Ajang ini menjadi panggung bergengsi bagi para petarung muda di Kalsel, dengan total 129 fighter dari 12 kabupaten/kota yang berpartisipasi selama dua hari penuh pertandingan sengit.
Ketua IBCA MMA Kalimantan Selatan, Okta Tri Nurhidayat, menilai kejuaraan ini sebagai momentum penting dalam pengembangan olahraga MMA di Banua.
"Kami sangat bangga dengan antusiasme para atlet. Ini menunjukkan perkembangan positif dan minat tinggi terhadap MMA di Kalimantan Selatan," ujarnya.
Setelah melewati berbagai laga ketat di sejumlah kategori, IBCA MMA Banjarbaru akhirnya dinobatkan sebagai juara umum dengan perolehan medali terbanyak.

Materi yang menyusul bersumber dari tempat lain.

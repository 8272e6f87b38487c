//! Now-playing pipeline: turns daemon change notifications into display
//! updates, skipping rows whose visible text would not change.

use std::fmt::Display;

use tokio::sync::mpsc;

use crate::animation::slide_in_from_right;
use crate::app::mpd::{DaemonError, PlayerQuery};
use crate::display::{DisplayController, DisplayLine};
use crate::player::{PlaybackState, PlayerState};
use crate::text::{center, derive_lines};

/// What the pipeline last put on each row. Only updated once the matching
/// write or animation has completed.
#[derive(Debug, Clone, Default, PartialEq, Eq)]
pub struct DisplayedState {
    pub line1: String,
    pub line2: String,
}

impl DisplayedState {
    pub fn get(&self, line: DisplayLine) -> &str {
        match line {
            DisplayLine::Line1 => &self.line1,
            DisplayLine::Line2 => &self.line2,
        }
    }

    fn set(&mut self, line: DisplayLine, text: String) {
        match line {
            DisplayLine::Line1 => self.line1 = text,
            DisplayLine::Line2 => self.line2 = text,
        }
    }
}

pub struct NowPlaying<Q> {
    controller: DisplayController,
    query: Q,
    width: usize,
    error_title: String,
    displayed: DisplayedState,
}

impl<Q: PlayerQuery> NowPlaying<Q> {
    pub fn new(controller: DisplayController, query: Q, width: usize, error_title: &str) -> Self {
        Self {
            controller,
            query,
            width,
            error_title: error_title.to_string(),
            displayed: DisplayedState::default(),
        }
    }

    pub fn displayed(&self) -> &DisplayedState {
        &self.displayed
    }

    /// Refresh on every notification until the event source closes.
    ///
    /// Nothing is drawn before the first notification arrives.
    pub async fn run(mut self, mut events: mpsc::Receiver<String>) {
        log::info!("Now-playing pipeline started, waiting for changes");

        while let Some(subsystem) = events.recv().await {
            log::debug!("Changed subsystem: {}", subsystem);
            self.refresh().await;
        }

        log::info!("Event source closed, now-playing pipeline stopped");
    }

    /// Query the daemon once and bring the display up to date.
    pub async fn refresh(&mut self) {
        match self.query.player_state().await {
            Ok(state) => self.show(state).await,
            Err(e) => {
                log::error!("Player query failed: {}", e);
                report_error(&self.controller, &self.error_title, &e, self.width).await;
            }
        }
    }

    async fn show(&mut self, state: PlayerState) {
        log::debug!("Player state: {:?}", state);

        if state.playback != PlaybackState::Playing {
            let status = center(state.playback.label(), self.width);
            match self.controller.write_lines("", status.clone()).await {
                Ok(()) => {
                    self.displayed = DisplayedState {
                        line1: String::new(),
                        line2: status,
                    }
                }
                Err(e) => log::warn!("Could not show playback state: {}", e),
            }
            return;
        }

        let (line1, line2) = derive_lines(&state.title, &state.artist);
        for (line, text) in [(DisplayLine::Line1, line1), (DisplayLine::Line2, line2)] {
            let text = center(&text, self.width);
            if self.displayed.get(line) == text {
                continue;
            }

            let frames = slide_in_from_right(&text, self.width);
            match self.controller.animate(frames, line).await {
                Ok(()) => self.displayed.set(line, text),
                Err(e) => log::warn!("Could not update {}: {}", line, e),
            }
        }
    }
}

/// Put an error on the display: the title on line 1, the message on line 2.
pub async fn report_error(
    controller: &DisplayController,
    title: &str,
    error: &impl Display,
    width: usize,
) {
    let message = center(&error.to_string(), width);
    if let Err(e) = controller.write_lines(center(title, width), message).await {
        log::warn!("Could not show error on display: {}", e);
    }
}

/// Surface every error from the daemon subscription until the stream closes.
/// Does not touch the pipeline's displayed state.
pub async fn report_errors(
    controller: DisplayController,
    mut errors: mpsc::Receiver<DaemonError>,
    title: String,
    width: usize,
) {
    while let Some(error) = errors.recv().await {
        log::error!("Error: {}", error);
        report_error(&controller, &title, &error, width).await;
    }
}
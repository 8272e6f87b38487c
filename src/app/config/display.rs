use serde::{Deserialize, Serialize};
use std::time::Duration;

#[derive(Debug, Deserialize, Serialize)]
pub struct DisplayConfig {
    /// Characters per row
    #[serde(default = "DisplayConfig::default_width")]
    pub width: usize,
    /// Delay between animation frames in milliseconds
    #[serde(default = "DisplayConfig::default_frame_delay_ms")]
    pub frame_delay_ms: u64,
    /// How long the boot banner stays up before the greeting
    #[serde(default = "DisplayConfig::default_boot_hold_ms")]
    pub boot_hold_ms: u64,
    /// How long the farewell stays up before the display is cleared
    #[serde(default = "DisplayConfig::default_farewell_hold_ms")]
    pub farewell_hold_ms: u64,
}

impl DisplayConfig {
    fn default_width() -> usize {
        16
    }
    fn default_frame_delay_ms() -> u64 {
        50
    }
    fn default_boot_hold_ms() -> u64 {
        1000
    }
    fn default_farewell_hold_ms() -> u64 {
        1000
    }

    pub fn frame_delay(&self) -> Duration {
        Duration::from_millis(self.frame_delay_ms)
    }

    pub fn boot_hold(&self) -> Duration {
        Duration::from_millis(self.boot_hold_ms)
    }

    pub fn farewell_hold(&self) -> Duration {
        Duration::from_millis(self.farewell_hold_ms)
    }
}

impl Default for DisplayConfig {
    fn default() -> Self {
        Self {
            width: Self::default_width(),
            frame_delay_ms: Self::default_frame_delay_ms(),
            boot_hold_ms: Self::default_boot_hold_ms(),
            farewell_hold_ms: Self::default_farewell_hold_ms(),
        }
    }
}
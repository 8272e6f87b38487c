use std::io::{Stdout, Write};

use crossterm::{
    cursor, execute, queue,
    style::Print,
    terminal::{Clear, ClearType, EnterAlternateScreen, LeaveAlternateScreen},
};

use super::{CharacterDisplay, DeviceError, DisplayLine};

/// Two-line character panel drawn in the terminal's alternate screen.
///
/// Stands in for the physical LCD: each row is a fixed number of character
/// cells inside a box frame, and every write replaces the whole row.
pub struct TerminalDisplay<W: Write = Stdout> {
    out: W,
    width: usize,
    open: bool,
}

impl TerminalDisplay<Stdout> {
    pub fn new(width: usize) -> Self {
        Self::with_writer(std::io::stdout(), width)
    }
}

impl<W: Write> TerminalDisplay<W> {
    pub fn with_writer(out: W, width: usize) -> Self {
        Self {
            out,
            width,
            open: false,
        }
    }

    /// Row text padded with blanks so stale cells get overwritten.
    fn cells(&self, text: &str) -> String {
        let mut cells: String = text.chars().take(self.width).collect();
        let used = cells.chars().count();
        cells.extend(std::iter::repeat_n(' ', self.width - used));
        cells
    }

    fn draw_frame(&mut self) -> std::io::Result<()> {
        let border = "─".repeat(self.width);
        let right = column(self.width + 1);
        execute!(
            self.out,
            EnterAlternateScreen,
            cursor::Hide,
            Clear(ClearType::All),
            cursor::MoveTo(0, 0),
            Print(format!("┌{}┐", border)),
            cursor::MoveTo(0, 1),
            Print("│"),
            cursor::MoveTo(right, 1),
            Print("│"),
            cursor::MoveTo(0, 2),
            Print("│"),
            cursor::MoveTo(right, 2),
            Print("│"),
            cursor::MoveTo(0, 3),
            Print(format!("└{}┘", border)),
        )
    }

    fn draw_row(&mut self, line: DisplayLine, text: &str) -> std::io::Result<()> {
        let cells = self.cells(text);
        queue!(
            self.out,
            cursor::MoveTo(1, row(line)),
            Print(cells)
        )?;
        self.out.flush()
    }
}

fn column(n: usize) -> u16 {
    u16::try_from(n).unwrap_or(u16::MAX)
}

fn row(line: DisplayLine) -> u16 {
    match line {
        DisplayLine::Line1 => 1,
        DisplayLine::Line2 => 2,
    }
}

impl<W: Write + Send + 'static> CharacterDisplay for TerminalDisplay<W> {
    fn init(&mut self) -> Result<(), DeviceError> {
        self.draw_frame()
            .map_err(|e| DeviceError::Init(e.to_string()))?;
        self.open = true;
        Ok(())
    }

    fn write_line(&mut self, line: DisplayLine, text: &str) -> Result<(), DeviceError> {
        if !self.open {
            return Err(DeviceError::Closed);
        }
        self.draw_row(line, text).map_err(|e| DeviceError::Write {
            line,
            reason: e.to_string(),
        })
    }

    fn clear(&mut self) {
        if !self.open {
            return;
        }
        for line in DisplayLine::ALL {
            if let Err(e) = self.draw_row(line, "") {
                log::warn!("Failed to clear {}: {}", line, e);
            }
        }
    }

    fn close(&mut self) {
        if !self.open {
            return;
        }
        self.open = false;
        if let Err(e) = execute!(self.out, cursor::Show, LeaveAlternateScreen) {
            log::warn!("Failed to restore terminal: {}", e);
        }
    }
}
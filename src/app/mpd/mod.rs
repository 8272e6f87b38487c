//! Glue around the `mpd_client` crate: connecting, the change subscription
//! and the per-event status queries.

pub mod connection;
pub mod query;
pub mod watcher;

pub use connection::connect_to_mpd;
pub use query::{MpdQuery, PlayerQuery};
pub use watcher::Subscription;

/// Failures talking to the daemon.
#[derive(Debug, Clone, PartialEq, Eq, thiserror::Error)]
pub enum DaemonError {
    #[error("cannot reach mpd at {address}: {reason}")]
    Connection { address: String, reason: String },
    #[error("mpd query failed: {0}")]
    Query(String),
    #[error("mpd connection lost: {0}")]
    Subscription(String),
}
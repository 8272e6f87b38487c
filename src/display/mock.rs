//! Recording display for tests.
//!
//! Clones share one call log, so a test keeps a clone as a probe and hands
//! another to the controller.

use std::sync::atomic::{AtomicBool, Ordering};
use std::sync::{Arc, Mutex};

use super::{CharacterDisplay, DeviceError, DisplayLine, Frame};

#[derive(Debug, Clone, PartialEq, Eq)]
pub enum DeviceCall {
    Init,
    Write(DisplayLine, String),
    Clear,
    Close,
}

#[derive(Debug, Clone, Default)]
pub struct RecordingDisplay {
    calls: Arc<Mutex<Vec<DeviceCall>>>,
    busy: Arc<AtomicBool>,
    fail_init: bool,
    fail_text: Option<String>,
}

impl RecordingDisplay {
    pub fn new() -> Self {
        Self::default()
    }

    pub fn with_failing_init(mut self) -> Self {
        self.fail_init = true;
        self
    }

    /// Make every write of exactly `text` fail.
    pub fn with_failing_text(mut self, text: &str) -> Self {
        self.fail_text = Some(text.to_string());
        self
    }

    /// Successful device calls in the order they happened.
    pub fn calls(&self) -> Vec<DeviceCall> {
        self.calls.lock().unwrap().clone()
    }

    pub fn writes(&self) -> Vec<Frame> {
        self.calls()
            .into_iter()
            .filter_map(|call| match call {
                DeviceCall::Write(line, text) => Some(Frame::new(line, text)),
                _ => None,
            })
            .collect()
    }

    /// Texts written to one line, in order.
    pub fn texts(&self, line: DisplayLine) -> Vec<String> {
        self.writes()
            .into_iter()
            .filter(|frame| frame.line == line)
            .map(|frame| frame.text)
            .collect()
    }

    pub fn count(&self, call: &DeviceCall) -> usize {
        self.calls().iter().filter(|c| *c == call).count()
    }

    fn record<T>(&self, call: impl FnOnce() -> Result<DeviceCall, T>) -> Result<(), T> {
        assert!(
            !self.busy.swap(true, Ordering::SeqCst),
            "overlapping device calls"
        );
        let result = call().map(|call| self.calls.lock().unwrap().push(call));
        self.busy.store(false, Ordering::SeqCst);
        result
    }
}

impl CharacterDisplay for RecordingDisplay {
    fn init(&mut self) -> Result<(), DeviceError> {
        let fail = self.fail_init;
        self.record(|| {
            if fail {
                Err(DeviceError::Init("no device attached".to_string()))
            } else {
                Ok(DeviceCall::Init)
            }
        })
    }

    fn write_line(&mut self, line: DisplayLine, text: &str) -> Result<(), DeviceError> {
        let fail = self.fail_text.as_deref() == Some(text);
        self.record(|| {
            if fail {
                Err(DeviceError::Write {
                    line,
                    reason: "bus error".to_string(),
                })
            } else {
                Ok(DeviceCall::Write(line, text.to_string()))
            }
        })
    }

    fn clear(&mut self) {
        let _ = self.record(|| Ok::<_, ()>(DeviceCall::Clear));
    }

    fn close(&mut self) {
        let _ = self.record(|| Ok::<_, ()>(DeviceCall::Close));
    }
}
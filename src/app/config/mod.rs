pub mod config;
pub mod display;
pub mod logging;
pub mod messages;
pub mod mpd;

pub use config::Config;
pub use logging::LoggingConfig;
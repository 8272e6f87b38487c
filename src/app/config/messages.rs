use serde::{Deserialize, Serialize};

/// Fixed texts shown by the supervisor. Each is centered on its row.
#[derive(Debug, Deserialize, Serialize)]
pub struct MessagesConfig {
    #[serde(default = "MessagesConfig::default_boot_line1")]
    pub boot_line1: String,
    #[serde(default = "MessagesConfig::default_boot_line2")]
    pub boot_line2: String,
    /// Shown on line 1 once the banner has been up for `boot_hold_ms`
    #[serde(default = "MessagesConfig::default_greeting")]
    pub greeting: String,
    #[serde(default = "MessagesConfig::default_farewell")]
    pub farewell: String,
    /// Line 1 while an error message is on line 2
    #[serde(default = "MessagesConfig::default_error_title")]
    pub error_title: String,
}

impl MessagesConfig {
    fn default_boot_line1() -> String {
        "Radio booting".to_string()
    }
    fn default_boot_line2() -> String {
        "¯\\(°_o)/¯".to_string()
    }
    fn default_greeting() -> String {
        "Hey".to_string()
    }
    fn default_farewell() -> String {
        "Bye Bye".to_string()
    }
    fn default_error_title() -> String {
        "Error".to_string()
    }
}

impl Default for MessagesConfig {
    fn default() -> Self {
        Self {
            boot_line1: Self::default_boot_line1(),
            boot_line2: Self::default_boot_line2(),
            greeting: Self::default_greeting(),
            farewell: Self::default_farewell(),
            error_title: Self::default_error_title(),
        }
    }
}
// Module declarations
mod animation;
mod app;
mod display;
mod player;
mod text;

use app::cli::Args;
use app::config::Config;
use clap::Parser;

#[tokio::main]
async fn main() -> color_eyre::Result<()> {
    color_eyre::install()?;

    // Parse command line arguments
    let args = Args::parse();

    // Handle --generate-config option
    if let Some(path) = &args.generate_config {
        let config_path = if path.is_dir() || path.to_str() == Some(".") {
            path.join("config.toml")
        } else {
            path.clone()
        };
        Config::generate_default(config_path)?;
        return Ok(());
    }

    // Determine config path for logging later
    let config_path = match &args.config {
        Some(path) => path.clone(),
        None => Config::default_config_path()?,
    };
    let config_existed = config_path.exists();

    let (mut config, config_warnings) = Config::load(Some(config_path.clone()))?;

    if let Some(ref addr) = args.address {
        config.mpd.address = addr.clone();
    }
    if let Some(width) = args.width {
        config.display.width = usize::from(width);
    }
    config.validate()?;

    // Keep the handle alive until exit so the log gets flushed
    let _logger = if config.logging.enabled {
        app::logging::ensure_log_directory(&config.logging)?;
        let handle = app::logging::init_logger(&config.logging)?;
        app::logging::log_startup_info(&config.logging);
        app::logging::log_config_loading(&config_path, !config_existed);
        for warning in &config_warnings {
            log::warn!("{}", warning);
        }
        Some(handle)
    } else {
        // The panel takes over the terminal, so print these before it does.
        for warning in &config_warnings {
            eprintln!("Warning: {}", warning);
        }
        None
    };

    let result = app::lifecycle::run(config).await;

    if result.is_ok() {
        app::logging::log_shutdown_info();
    }
    result
}
pub mod cli;
pub mod config;
pub mod lifecycle;
pub mod logging;
pub mod mpd;
pub mod now_playing;
use clap::Parser;
use std::path::PathBuf;

#[derive(Parser, Debug, Clone)]
#[command(name = "mpd-lcd")]
#[command(version)]
#[command(about = "Shows what mpd is playing on a two-line character display", long_about = None)]
pub struct Args {
    /// Path to config file
    #[arg(short, long)]
    pub config: Option<PathBuf>,

    /// MPD server address (overrides config)
    #[arg(short, long)]
    pub address: Option<String>,

    /// Characters per display row (overrides config)
    #[arg(short, long, value_parser = clap::value_parser!(u16).range(1..))]
    pub width: Option<u16>,

    /// Write a default config to PATH (file or directory) and exit
    #[arg(long, value_name = "PATH")]
    pub generate_config: Option<PathBuf>,
}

Para petarung dari Banjarbaru tampil dominan dan berhasil mengamankan posisi teratas dalam beberapa kelas pertandingan.
Prestasi gemilang ini membuktikan bahwa Banjarbaru memiliki atlet-atlet berbakat yang siap bersaing di level yang lebih tinggi.
Okta mengapresiasi semangat juang para peserta dan berharap kejuaraan ini dapat terus berkembang di masa mendatang.
"Kami berharap ajang ini bisa melahirkan atlet-atlet berbakat yang siap berkompetisi di tingkat nasional maupun internasional," pungkasnya.
Kejuaraan ini menjadi bukti bahwa MMA semakin diminati di Kalimantan Selatan dan memiliki potensi besar untuk berkembang lebih luas.
Dengan keberhasilan penyelenggaraan Kejurprov IBCA MMA 2025, diharapkan akan semakin banyak turnamen yang digelar untuk membina talenta muda di dunia bela diri campuran.